Ma fra il preludio e la realtà definitiva dovrò fare la grande comparsa al vostro tribunale… E quanto là mi attende sarà spaventoso! Perchè non affrontare fin d'ora e con la ragione e con la fede quanto sarà oggetto di terrore in quel momento? Non si tratta nè di commuovere, nè di calmare la sensibilità, ma di vedere, di conoscere con chiarezza. Ora. Ho letto e riletto queste parole terrificanti della Sapienza: Horrende et celeriter apparebit vobis, quoniam judicium durissimum his qui praesunt fiet. 7. Exiguo enim conceditur misericordia; potentes autem potenter tormenta patientur. 8 Non enim subtrahet personam cujusquam Deus, nec verebitur magnitudinem ejus cujusquam, quoniam pusillum et magnum ipse fecit, et æqualiter cura est illi de omnibus. 9 Fortioribus autem fortior instat cruciatio (Sap. 6, 6 seg.).

Non v'è dubbio: a me è riservato il più tremendo giudizio.
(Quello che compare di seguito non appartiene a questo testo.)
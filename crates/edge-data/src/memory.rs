//! Scriptable in-memory network (for development/testing).

use std::collections::{HashMap, HashSet};
use std::sync::atomic::{AtomicBool, Ordering};
use std::sync::Mutex;
use std::time::Duration;

use async_trait::async_trait;
use edge_core::{Request, Response};
use http::StatusCode;

use crate::client::{FetchError, Network};

/// In-memory network serving canned responses by URL.
///
/// Unknown URLs answer `404 Not Found`. While offline, or for URLs marked as
/// failing, every fetch fails with [`FetchError::Network`]. URLs given a
/// latency answer only after sleeping that long.
#[derive(Debug)]
pub struct InMemoryNetwork {
    routes: Mutex<HashMap<String, Response>>,
    failing: Mutex<HashSet<String>>,
    latency: Mutex<HashMap<String, Duration>>,
    online: AtomicBool,
    log: Mutex<Vec<String>>,
}

impl Default for InMemoryNetwork {
    fn default() -> Self {
        Self {
            routes: Mutex::new(HashMap::new()),
            failing: Mutex::new(HashSet::new()),
            latency: Mutex::new(HashMap::new()),
            online: AtomicBool::new(true),
            log: Mutex::new(Vec::new()),
        }
    }
}

impl InMemoryNetwork {
    /// Create an online network with no routes.
    pub fn new() -> Self {
        Self::default()
    }

    /// Add a route (builder form).
    pub fn with_response(self, url: &str, response: Response) -> Self {
        self.insert(url, response);
        self
    }

    /// Add or replace a route.
    pub fn insert(&self, url: &str, response: Response) {
        lock(&self.routes).insert(url.to_string(), response);
    }

    /// Make every fetch of `url` fail at the transport level.
    pub fn fail(&self, url: &str) {
        lock(&self.failing).insert(url.to_string());
    }

    /// Delay every answer for `url`.
    pub fn slow(&self, url: &str, latency: Duration) {
        lock(&self.latency).insert(url.to_string(), latency);
    }

    /// Toggle connectivity.
    pub fn set_online(&self, online: bool) {
        self.online.store(online, Ordering::SeqCst);
    }

    /// Whether the network is reachable.
    pub fn is_online(&self) -> bool {
        self.online.load(Ordering::SeqCst)
    }

    /// URLs fetched so far, in order, including failed attempts.
    pub fn requests(&self) -> Vec<String> {
        lock(&self.log).clone()
    }

    /// How many times `url` was fetched.
    pub fn request_count(&self, url: &str) -> usize {
        lock(&self.log).iter().filter(|u| u.as_str() == url).count()
    }
}

#[async_trait]
impl Network for InMemoryNetwork {
    async fn fetch(&self, request: &Request) -> Result<Response, FetchError> {
        let url = request.url.as_str().to_string();
        lock(&self.log).push(url.clone());

        let latency = lock(&self.latency).get(&url).copied();
        if let Some(latency) = latency {
            tokio::time::sleep(latency).await;
        }

        if !self.is_online() {
            return Err(FetchError::Network("offline".to_string()));
        }
        if lock(&self.failing).contains(&url) {
            return Err(FetchError::Network(format!("connection reset: {}", url)));
        }

        Ok(lock(&self.routes)
            .get(&url)
            .cloned()
            .unwrap_or_else(|| Response::new(StatusCode::NOT_FOUND, "Not Found")))
    }
}

// Poisoning is ignored: entries are independent.
fn lock<T>(mutex: &Mutex<T>) -> std::sync::MutexGuard<'_, T> {
    mutex.lock().unwrap_or_else(|poisoned| poisoned.into_inner())
}

#[cfg(test)]
mod tests {
    use super::*;

    #[tokio::test]
    async fn test_serves_routes_and_404s() {
        let network = InMemoryNetwork::new()
            .with_response("https://app.example.com/", Response::ok("<html>"));

        let hit = network
            .fetch(&Request::get("https://app.example.com/").unwrap())
            .await
            .unwrap();
        assert_eq!(hit.body, b"<html>");

        let miss = network
            .fetch(&Request::get("https://app.example.com/nope").unwrap())
            .await
            .unwrap();
        assert_eq!(miss.status, StatusCode::NOT_FOUND);
        assert_eq!(network.requests().len(), 2);
    }

    #[tokio::test]
    async fn test_offline_and_failing_urls() {
        let network = InMemoryNetwork::new()
            .with_response("https://app.example.com/a.js", Response::ok("a"));
        network.fail("https://app.example.com/a.js");

        let req = Request::get("https://app.example.com/a.js").unwrap();
        assert!(network.fetch(&req).await.unwrap_err().is_network_unavailable());

        network.set_online(false);
        let other = Request::get("https://app.example.com/b.js").unwrap();
        assert_eq!(
            network.fetch(&other).await.unwrap_err(),
            FetchError::Network("offline".to_string())
        );
        assert_eq!(network.request_count("https://app.example.com/a.js"), 1);
    }
}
Io, sacerdote, ho ricevuto l'ordine di praeesse. Io, sacerdote, ho ricevuto un potere che sovrasta ogni umano potere: Sicut misit me Pater, et ego mitto vos… (Ioan. 20, 21). Data est mihi omnis potestas in caelo et in terra, euntes ergo (Mat. 28, 18). Io, sacerdote per divina elezione, sono stato fatto grande tra i miei fratelli: Tu autem homo Dei. Sacerdos alter Christus. Io, sacerdote, sono stato fatto più forte perché, come sacerdote, godo del beneficio della promessa: Ecce ego vobis***** sum (Mat. 28, 20). A me dunque s'applicano le parole: qui praesunt potentes magnum fortioribus!
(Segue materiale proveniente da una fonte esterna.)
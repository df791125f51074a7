//! In-memory install, activate and fetch simulation.

use anyhow::{Context as _, Result};
use edge_cache::CacheStatus;
use edge_core::{Request, RequestMode, Response};
use edge_data::InMemoryNetwork;
use edge_observability::MetricsSnapshot;
use edge_worker::{InMemoryClients, InMemoryPlatform, Registration};
use serde::Serialize;

use super::SimulateArgs;
use crate::context::Context;
use crate::output::{format_bytes, status_badge};

#[derive(Serialize)]
struct SimulatedRequest {
    url: String,
    status: Option<CacheStatus>,
    http_status: Option<u16>,
    bytes: usize,
    error: Option<String>,
}

#[derive(Serialize)]
struct SimulationReport {
    version: String,
    offline: bool,
    requests: Vec<SimulatedRequest>,
    metrics: MetricsSnapshot,
}

/// Run the simulate command.
pub async fn run(args: SimulateArgs, ctx: &Context) -> Result<()> {
    let config = ctx.config.clone();

    let network = InMemoryNetwork::new();
    for path in &config.manifest {
        let url = config
            .resolve(path)
            .with_context(|| format!("Cannot resolve manifest path {}", path))?;
        network.insert(url.as_str(), Response::ok(format!("{} {}", config.version, path)));
    }

    let host = InMemoryPlatform::new(network, InMemoryClients::new());
    let registration = Registration::new(host.platform());
    registration
        .update(config.clone())
        .await
        .context("Install failed")?;
    ctx.output.debug(&format!(
        "Installed and activated {} ({} assets)",
        config.version,
        config.manifest.len()
    ));

    if args.offline {
        host.network.set_online(false);
        ctx.output.info("Network is offline");
    }

    let mut requests = Vec::new();
    for raw in &args.urls {
        let url = config
            .resolve(raw)
            .with_context(|| format!("Invalid URL {}", raw))?;
        let mut request = Request::new(http::Method::GET, url);
        if args.navigate {
            request = request.with_mode(RequestMode::Navigate);
        }
        let url = request.url.to_string();

        let result = match registration.fetch(request).await {
            Ok(served) => SimulatedRequest {
                url,
                status: Some(served.status),
                http_status: Some(served.response.status.as_u16()),
                bytes: served.response.body.len(),
                error: None,
            },
            Err(e) => SimulatedRequest {
                url,
                status: None,
                http_status: None,
                bytes: 0,
                error: Some(e.to_string()),
            },
        };
        if !ctx.output.is_json() {
            print_row(ctx, &result);
        }
        requests.push(result);
    }

    let metrics = host.platform().metrics.snapshot();
    if ctx.output.is_json() {
        ctx.output.json(&SimulationReport {
            version: config.version,
            offline: args.offline,
            requests,
            metrics,
        });
        return Ok(());
    }

    for line in metrics.to_summary().lines() {
        ctx.output.debug(line);
    }
    println!();
    ctx.output.success(&format!(
        "{} of {} requests answered ({} from the snapshot store)",
        requests.iter().filter(|r| r.error.is_none()).count(),
        requests.len(),
        metrics.served_from_snapshot()
    ));
    Ok(())
}

fn print_row(ctx: &Context, result: &SimulatedRequest) {
    const WIDTHS: [usize; 4] = [48, 10, 5, 10];

    match (result.status, &result.error) {
        (Some(status), _) => {
            let http_status = result.http_status.map(|s| s.to_string()).unwrap_or_default();
            ctx.output.table_row(
                &[
                    &result.url,
                    &status_badge(status),
                    &http_status,
                    &format_bytes(result.bytes),
                ],
                &WIDTHS,
            );
        }
        (None, Some(error)) => {
            ctx.output
                .table_row(&[&result.url, "FAILED", "-", error], &WIDTHS);
        }
        (None, None) => {}
    }
}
Gesù, Voi stesso mi spiegate il motivo di tanto severo giudizio: Cui multum est datum, multum quaeretur ab eo et cui commendaverunt multum, plus petent ab eo (Luc. 12. 48). Sono stato favorito di troppi privilegi e come si potrebbe non chiedermi molto? Il Signore esigerà conto rigoroso dei talenti affidati alla mia gestione. Ah, come mi sentirò piccino di fronte alla sua potenza, meschino dinanzi alle sue proteste, vile di fronte a tante sue liberalità, ottenebrato allo sfolgorio della sua vivida luce, freddo accanto alla sua carità infinita!… Come mi riconoscerò allora colpevole, troppo miserabile!

Quid sum miser, tunc dicturus?

Allora cercherò un difensore, ma dove trovarlo?

Quem patronem rogaturus?

Non chiamerò il demonio, complice dei miei peccati, per accusarlo; sogghignerebbe maligno… Avevo a mia disposizione tutti i mezzi per vincerlo in me e negli altri.

Non invocherò il mio buon Angelo Custode, nè i miei santi Patroni; mi rimproverebbero di non essermi valso del loro aiuto, d'aver resa inutile la loro azione con la mia indolenza.

Non invocherò la Vergine Santissima; oh! Maria compiangerebbe la sorte di un misero che non seppe far tesoro della protezione di tanta Madre.

O Gesù, non invocherò Voi! Mi siete avvocato presso il Padre per ottenermi il perdono di tante colpe; ma lo siete finchè sono in vita; dopo lascerete tale ufficio per assumere quello di giudice: Omne judicium dedit Filio! (Ioan. 10, 25).

Potrò forse far appello alle mie opere e dirvi: Testimonium perhibent de me? (Ioan. 10. 25). Oh, quanto naturalismo vi si è infiltrato e quante ne ho tralasciate che pur erano obbligatorie! — Potrò ricorrere alle anime da me rigenerate alla grazia? Esse mi rimprovereranno di averle trascurate, di averle defraudate di quanto erano in diritto di aspettarsi da me! Poi… quelle cui avrò dato scandalo!! esse deporranno contro di me!… — Potrò almeno ricorrere alle Messe celebrate in sì gran numero, ai Sacramenti amministrati? Ahi! E le une e gli altri aumenteranno forse il mio debito, renderanno ancor più pesante il mio fardello!

Mio Dio, che sarà di me? All'avvicinarsi della morte tremavano i Santi, fremette il Sommo Sacerdote, l'unico Sacerdote, il Santo del Santi…!

***** vix justus sit securus!

— Non voglio sfuggire questo problema, per quanto angoscioso e terribile. Mi è inesorabilmente proposto, bisogna pur risolverlo! Perché non arrendermi al timore che m'ispira? Initium sapientiae timor Domini (Ps. 110, 9). Temere è sapienza.

Voglio essere lealmente fedele, generoso cosi, da sommergere ogni terrore in una filiale confidenza, consentita dai miei sacrifici, dalla mia umiltà. Mio Dio, concedetemene la grazia!